EU banks have scaled back their physical presence as clients increasingly use digital channels to interact with banks. Internet banking in the EU has grown to 51 percent from 28 percent in 2018. The number of bank branches in the EU also fell by almost 50,000 (21 percent) in the decade to 2017.

Between 2009 and 2017, the total number of credit institutions in the EU fell by 2,275, with a corresponding fall in the number of people working in credit institutions from 3.13 million to 2.74 million in the same time period.

Gambling and Lotteries in the EU

Mouse and poker cards on the table

The gambling and lotteries sector in the EU is going through a period of significant national and pan-European regulatory changes, which has been leading to rapid growth in the sector that is offering challenges as well as opportunities to those involved. With regards to revenue, Italy made more than EUR19.5 billion gross gambling revenue (GGR), the highest in Europe in 2016, followed by the United Kingdom with EUR17.1 billion. Germany (EUR11.1 billion), France (EUR9.9) and Spain (EUR8.4 billion) have also seen increases each year from both online and land-based gambling, including lotteries. In 2020, it is estimated that offline GGR in Europe will reach EUR84.3 billion.

The European Commission

The European Commission supports the modernization of legal frameworks for gambling in individual EU nations, particularly supporting administrative cooperation between regulatory authorities responsible for gambling and lotteries. The European Commission also provides support so that consumers are protected, including minors.

The European Gaming and Betting Association (EGBA)

The EGBA, based in Brussels, is an industry body representing the leading online gaming and betting operators established, licensed and regulated within the EU. EGBA works together with national authorities, EU authorities and other stakeholders to promote a safe and reliable European digital environment for online gambling.

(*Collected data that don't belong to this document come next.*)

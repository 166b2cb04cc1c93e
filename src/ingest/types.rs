// src/ingest/types.rs
use anyhow::Result;
use serde::{Deserialize, Serialize};
use std::fmt;
use std::str::FromStr;

use crate::fingerprint::news_id;

/// Closed set of feed categories, in declaration order.
///
/// Declaration order matters: keyword classification scans categories in
/// this order and the first match wins.
#[derive(Debug, Clone, Copy, PartialEq, Eq, Hash, PartialOrd, Ord, Serialize, Deserialize)]
#[serde(rename_all = "lowercase")]
pub enum Category {
    World,
    Business,
    Tech,
    Sports,
    Entertainment,
    Science,
    Crypto,
    Finance,
}

impl Category {
    pub const ALL: [Category; 8] = [
        Category::World,
        Category::Business,
        Category::Tech,
        Category::Sports,
        Category::Entertainment,
        Category::Science,
        Category::Crypto,
        Category::Finance,
    ];

    pub fn as_str(self) -> &'static str {
        match self {
            Category::World => "world",
            Category::Business => "business",
            Category::Tech => "tech",
            Category::Sports => "sports",
            Category::Entertainment => "entertainment",
            Category::Science => "science",
            Category::Crypto => "crypto",
            Category::Finance => "finance",
        }
    }

    /// Human label used by the feed UI.
    pub fn label(self) -> &'static str {
        match self {
            Category::World => "World",
            Category::Business => "Business",
            Category::Tech => "Technology",
            Category::Sports => "Sports",
            Category::Entertainment => "Entertainment",
            Category::Science => "Science",
            Category::Crypto => "Cryptocurrency",
            Category::Finance => "Finance",
        }
    }
}

impl fmt::Display for Category {
    fn fmt(&self, f: &mut fmt::Formatter<'_>) -> fmt::Result {
        f.write_str(self.as_str())
    }
}

#[derive(Debug, Clone, PartialEq, Eq)]
pub struct UnknownCategory(pub String);

impl fmt::Display for UnknownCategory {
    fn fmt(&self, f: &mut fmt::Formatter<'_>) -> fmt::Result {
        write!(f, "unknown category '{}'", self.0)
    }
}

impl std::error::Error for UnknownCategory {}

impl FromStr for Category {
    type Err = UnknownCategory;

    fn from_str(s: &str) -> std::result::Result<Self, Self::Err> {
        let needle = s.trim().to_ascii_lowercase();
        Category::ALL
            .into_iter()
            .find(|c| c.as_str() == needle)
            .ok_or_else(|| UnknownCategory(s.to_string()))
    }
}

/// One normalized article.
#[derive(Debug, Clone, PartialEq, Eq, Serialize, Deserialize)]
#[serde(rename_all = "camelCase")]
pub struct NewsItem {
    /// Content fingerprint of (title, url, published_at); see [`crate::fingerprint`].
    pub id: String,
    pub title: String,
    #[serde(default, skip_serializing_if = "Option::is_none")]
    pub description: Option<String>,
    pub url: String,
    #[serde(default, skip_serializing_if = "Option::is_none")]
    pub image_url: Option<String>,
    pub source: String, // e.g., "The Guardian", "RSS: bbci"
    #[serde(default, skip_serializing_if = "Option::is_none")]
    pub category: Option<Category>,
    /// ISO-8601 timestamp as emitted by the provider.
    #[serde(default, skip_serializing_if = "Option::is_none")]
    pub published_at: Option<String>,
    #[serde(default, skip_serializing_if = "Option::is_none")]
    pub author: Option<String>,
    #[serde(default, skip_serializing_if = "Option::is_none")]
    pub tickers: Option<Vec<String>>,
}

impl NewsItem {
    /// Build an item with its id derived from the identity triple.
    pub fn new(
        title: impl Into<String>,
        url: impl Into<String>,
        source: impl Into<String>,
        published_at: Option<String>,
    ) -> Self {
        let title = title.into();
        let url = url.into();
        let id = news_id(&title, &url, published_at.as_deref());
        Self {
            id,
            title,
            description: None,
            url,
            image_url: None,
            source: source.into(),
            category: None,
            published_at,
            author: None,
            tickers: None,
        }
    }

    pub fn with_description(mut self, description: Option<String>) -> Self {
        self.description = description.filter(|d| !d.is_empty());
        self
    }

    pub fn with_image_url(mut self, image_url: Option<String>) -> Self {
        self.image_url = image_url.filter(|u| !u.is_empty());
        self
    }

    pub fn with_author(mut self, author: Option<String>) -> Self {
        self.author = author.filter(|a| !a.is_empty());
        self
    }

    pub fn with_category(mut self, category: Option<Category>) -> Self {
        self.category = category;
        self
    }

    pub fn with_tickers(mut self, tickers: Vec<String>) -> Self {
        self.tickers = if tickers.is_empty() {
            None
        } else {
            Some(tickers)
        };
        self
    }

    /// Unix seconds of `published_at`, `None` when absent or unparseable.
    pub fn published_ts(&self) -> Option<i64> {
        self.published_at
            .as_deref()
            .and_then(crate::ingest::parse_timestamp)
    }
}

/// Parameters handed to every provider for one aggregation.
#[derive(Debug, Clone, PartialEq, Eq)]
pub struct FetchParams {
    pub category: Option<Category>,
    pub q: Option<String>,
    pub page: u32,
    pub page_size: u32,
}

/// Category heuristic: (title, description) -> category.
pub type Classifier = fn(&str, Option<&str>) -> Option<Category>;

/// Ticker heuristic: (title, description) -> uppercase symbols.
pub type TickerExtractor = fn(&str, Option<&str>) -> Vec<String>;

/// One upstream source (REST API or group of RSS feeds).
///
/// Implementors only write `fetch_from_source`; callers use `fetch_items`,
/// which never fails: any upstream error becomes an empty batch plus a log line.
#[async_trait::async_trait]
pub trait SourceProvider: Send + Sync {
    /// Display name, used as the `sourceStats` key.
    fn name(&self) -> &str;

    fn supports_categories(&self) -> bool {
        true
    }

    async fn fetch_from_source(&self, params: &FetchParams) -> Result<Vec<NewsItem>>;

    async fn fetch_items(&self, params: &FetchParams) -> Vec<NewsItem> {
        match self.fetch_from_source(params).await {
            Ok(items) => items,
            Err(e) => {
                tracing::warn!(error = ?e, provider = self.name(), "provider fetch failed");
                metrics::counter!("news_provider_failures_total", "provider" => self.name().to_string())
                    .increment(1);
                Vec::new()
            }
        }
    }
}

#[cfg(test)]
mod tests {
    use super::*;

    #[test]
    fn category_parses_case_insensitively() {
        assert_eq!("Tech".parse::<Category>(), Ok(Category::Tech));
        assert_eq!(" crypto ".parse::<Category>(), Ok(Category::Crypto));
        assert!("weather".parse::<Category>().is_err());
    }

    #[test]
    fn item_serializes_camel_case_and_skips_absent_fields() {
        let it = NewsItem::new("T", "https://x.test/a", "Src", None)
            .with_image_url(Some("https://x.test/i.png".into()));
        let v = serde_json::to_value(&it).unwrap();
        assert!(v.get("imageUrl").is_some());
        assert!(v.get("publishedAt").is_none());
        assert!(v.get("tickers").is_none());
    }

    #[test]
    fn empty_tickers_are_dropped() {
        let it = NewsItem::new("T", "u", "S", None).with_tickers(vec![]);
        assert!(it.tickers.is_none());
    }
}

All EGBA members are compulsorily audited on their compliance with gambling measures. EGBA is also one of the founding partners of the EU Athletes program that aims to educate 25,000 players about sports betting integrity, which is now co-funded by the European Commission.

All EGBA members are also members of the European Sports Security Association, ESSA, which drives industry efforts in fighting betting related match-fixing or related corruption in sports and ensures that consumers get a fair betting product. The association has alert and information sharing agreements with numerous leading sports governing bodies including FIFA and the IOC.

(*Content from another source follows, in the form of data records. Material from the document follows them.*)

// src/lib.rs
// Public library surface for the binary and integration tests.

pub mod api;
pub mod cache;
pub mod config;
pub mod engine;
pub mod error;
pub mod fingerprint;
pub mod ingest;
pub mod logging;
pub mod metrics;
pub mod query;

// ---- Re-exports for stable public API ----
pub use crate::api::{router, AppState};
pub use crate::cache::{CacheConfig, CacheStats, ResultCache};
pub use crate::config::{ApiKeys, NewsConfig};
pub use crate::engine::{AggregateResult, Aggregator, CacheStatus, ProviderStats};
pub use crate::error::{AggregateError, ApiError, QueryError};
pub use crate::ingest::types::{Category, FetchParams, NewsItem, SourceProvider};
pub use crate::query::AggregateQuery;

use std::sync::Arc;

/// Build the full application state from config + env: providers, cache,
/// per-provider timeout. Shared by the Shuttle entrypoint and tests.
pub fn build_state(cfg: &NewsConfig, keys: &ApiKeys) -> anyhow::Result<AppState> {
    let providers = ingest::providers::build_providers(cfg, keys)?;
    let aggregator = Aggregator::new(
        providers,
        CacheConfig {
            ttl: cfg.cache.ttl(),
            max_entries: cfg.cache.max_entries,
        },
    )
    .with_provider_timeout(cfg.http.timeout());
    Ok(AppState::new(Arc::new(aggregator), cfg.paging.clone()))
}
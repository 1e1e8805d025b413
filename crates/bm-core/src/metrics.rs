use axum::extract::MatchedPath;
use axum::http::{header, HeaderMap, HeaderValue, StatusCode};
use axum::response::IntoResponse;
use prometheus::{Encoder, HistogramOpts, HistogramVec, IntCounterVec, IntGaugeVec, Opts, Registry, TextEncoder};
use std::future::Future;
use std::pin::Pin;
use std::sync::OnceLock;
use std::task::{Context, Poll};
use std::time::{Duration, Instant};
use tower::{Layer, Service};

struct Metrics {
    registry: Registry,
    bm_up: IntGaugeVec,
    http_requests_total: IntCounterVec,
    http_request_duration_seconds: HistogramVec,
}

static METRICS: OnceLock<Metrics> = OnceLock::new();

fn metrics() -> &'static Metrics {
    METRICS.get_or_init(|| {
        let registry = Registry::new();

        let bm_up = IntGaugeVec::new(Opts::new("bm_up", "Service health"), &["service"])
            .expect("bm_up metric");

        let http_requests_total = IntCounterVec::new(
            Opts::new("http_requests_total", "HTTP request count"),
            &["service", "route", "method", "status"],
        )
        .expect("http_requests_total metric");

        let http_request_duration_seconds = HistogramVec::new(
            HistogramOpts::new(
                "http_request_duration_seconds",
                "HTTP request duration in seconds",
            )
            .buckets(vec![
                0.005, 0.01, 0.025, 0.05, 0.1, 0.25, 0.5, 1.0, 2.5, 5.0, 10.0,
            ]),
            &["service", "route", "method", "status"],
        )
        .expect("http_request_duration_seconds metric");

        registry
            .register(Box::new(bm_up.clone()))
            .expect("register bm_up");
        registry
            .register(Box::new(http_requests_total.clone()))
            .expect("register http_requests_total");
        registry
            .register(Box::new(http_request_duration_seconds.clone()))
            .expect("register http_request_duration_seconds");

        Metrics {
            registry,
            bm_up,
            http_requests_total,
            http_request_duration_seconds,
        }
    })
}

pub fn init(service_name: &'static str) {
    metrics().bm_up.with_label_values(&[service_name]).set(1);
}

pub fn record_http_request(
    service_name: &'static str,
    method: &str,
    route: &str,
    status: u16,
    duration: Duration,
) {
    let status_str = status.to_string();
    let labels = &[service_name, route, method, status_str.as_str()];
    let metrics = metrics();
    metrics.http_requests_total.with_label_values(labels).inc();
    metrics
        .http_request_duration_seconds
        .with_label_values(labels)
        .observe(duration.as_secs_f64());
}

pub fn metrics_response(service_name: &'static str) -> impl IntoResponse {
    init(service_name);
    let metric_families = metrics().registry.gather();
    let encoder = TextEncoder::new();
    let mut buffer = Vec::new();
    if encoder.encode(&metric_families, &mut buffer).is_err() {
        return (
            StatusCode::INTERNAL_SERVER_ERROR,
            HeaderMap::new(),
            "failed to encode metrics".to_string(),
        );
    }

    let mut headers = HeaderMap::new();
    headers.insert(
        header::CONTENT_TYPE,
        HeaderValue::from_static("text/plain; version=0.0.4"),
    );
    (
        StatusCode::OK,
        headers,
        String::from_utf8_lossy(&buffer).to_string(),
    )
}

#[derive(Clone)]
pub struct MetricsLayer {
    service_name: &'static str,
}

impl MetricsLayer {
    pub fn new(service_name: &'static str) -> Self {
        Self { service_name }
    }
}

#[derive(Clone)]
pub struct MetricsService<S> {
    inner: S,
    service_name: &'static str,
}

impl<S> Layer<S> for MetricsLayer {
    type Service = MetricsService<S>;

    fn layer(&self, inner: S) -> Self::Service {
        MetricsService {
            inner,
            service_name: self.service_name,
        }
    }
}

impl<S, ReqBody, ResBody> Service<axum::http::Request<ReqBody>> for MetricsService<S>
where
    S: Service<axum::http::Request<ReqBody>, Response = axum::response::Response<ResBody>>
        + Send
        + 'static,
    S::Future: Send + 'static,
    S::Error: Send + 'static,
    ResBody: Send + 'static,
{
    type Response = axum::response::Response<ResBody>;
    type Error = S::Error;
    type Future = Pin<Box<dyn Future<Output = Result<Self::Response, Self::Error>> + Send>>;

    fn poll_ready(&mut self, cx: &mut Context<'_>) -> Poll<Result<(), Self::Error>> {
        self.inner.poll_ready(cx)
    }

    fn call(&mut self, request: axum::http::Request<ReqBody>) -> Self::Future {
        let service_name = self.service_name;
        let method = request.method().to_string();
        // route templates keep label cardinality bounded (`/bookmark/:id`)
        let route = request
            .extensions()
            .get::<MatchedPath>()
            .map(|path| path.as_str().to_string())
            .unwrap_or_else(|| request.uri().path().to_string());
        let start = Instant::now();
        let fut = self.inner.call(request);
        Box::pin(async move {
            match fut.await {
                Ok(response) => {
                    record_http_request(
                        service_name,
                        &method,
                        &route,
                        response.status().as_u16(),
                        start.elapsed(),
                    );
                    Ok(response)
                }
                Err(err) => {
                    record_http_request(service_name, &method, &route, 500, start.elapsed());
                    Err(err)
                }
            }
        })
    }
}

#[cfg(test)]
mod tests {
    use super::*;
    use axum::body::to_bytes;
    use axum::response::IntoResponse;

    #[test]
    fn metrics_response_sets_content_type() {
        let response = metrics_response("bm-test").into_response();
        assert_eq!(response.status(), StatusCode::OK);
        let content_type = response.headers().get(header::CONTENT_TYPE).unwrap();
        assert_eq!(content_type, "text/plain; version=0.0.4");
    }

    #[tokio::test]
    async fn recorded_requests_show_up_in_output() {
        record_http_request(
            "bm-test-recorder",
            "GET",
            "/bookmark/:id",
            404,
            Duration::from_millis(3),
        );

        let response = metrics_response("bm-test-recorder").into_response();
        let body = to_bytes(response.into_body(), usize::MAX).await.unwrap();
        let text = String::from_utf8(body.to_vec()).unwrap();

        assert!(text.contains("http_requests_total"));
        assert!(text.contains("route=\"/bookmark/:id\""));
        assert!(text.contains("bm_up{service=\"bm-test-recorder\"} 1"));
    }
}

Trade in Goods and Services in the EU

Trade graphs showing on monitor

The EU is one of the world's largest players in the global trade of goods and services. For trade in goods between the 28 EU member states and the rest of the world, there was a deficit in trade between 2000 and 2012, in that the value of imports was larger than exports. This situation reversed in 2013 when there was a surplus of EUR42 billion. A surplus for trade in goods continued until 2017 reaching EUR137 billion, before turning into a small deficit of EUR25 billion in 2018.

International trade in goods

The EU, the United States, and China accounted for 45 percent of world trade in goods in 2017 and continue to be the major players. The main EU partner for exports in 2018 was the United States and for imports China. Machinery and transport equipment accounted for more than 41 percent of EU exports and 31 percent of EU imports in 2018.

The 28-member EU accounts for about 15 percent of the world’s trade in goods, which is about three times more than its trade in services, some of which can be hard to trade across borders.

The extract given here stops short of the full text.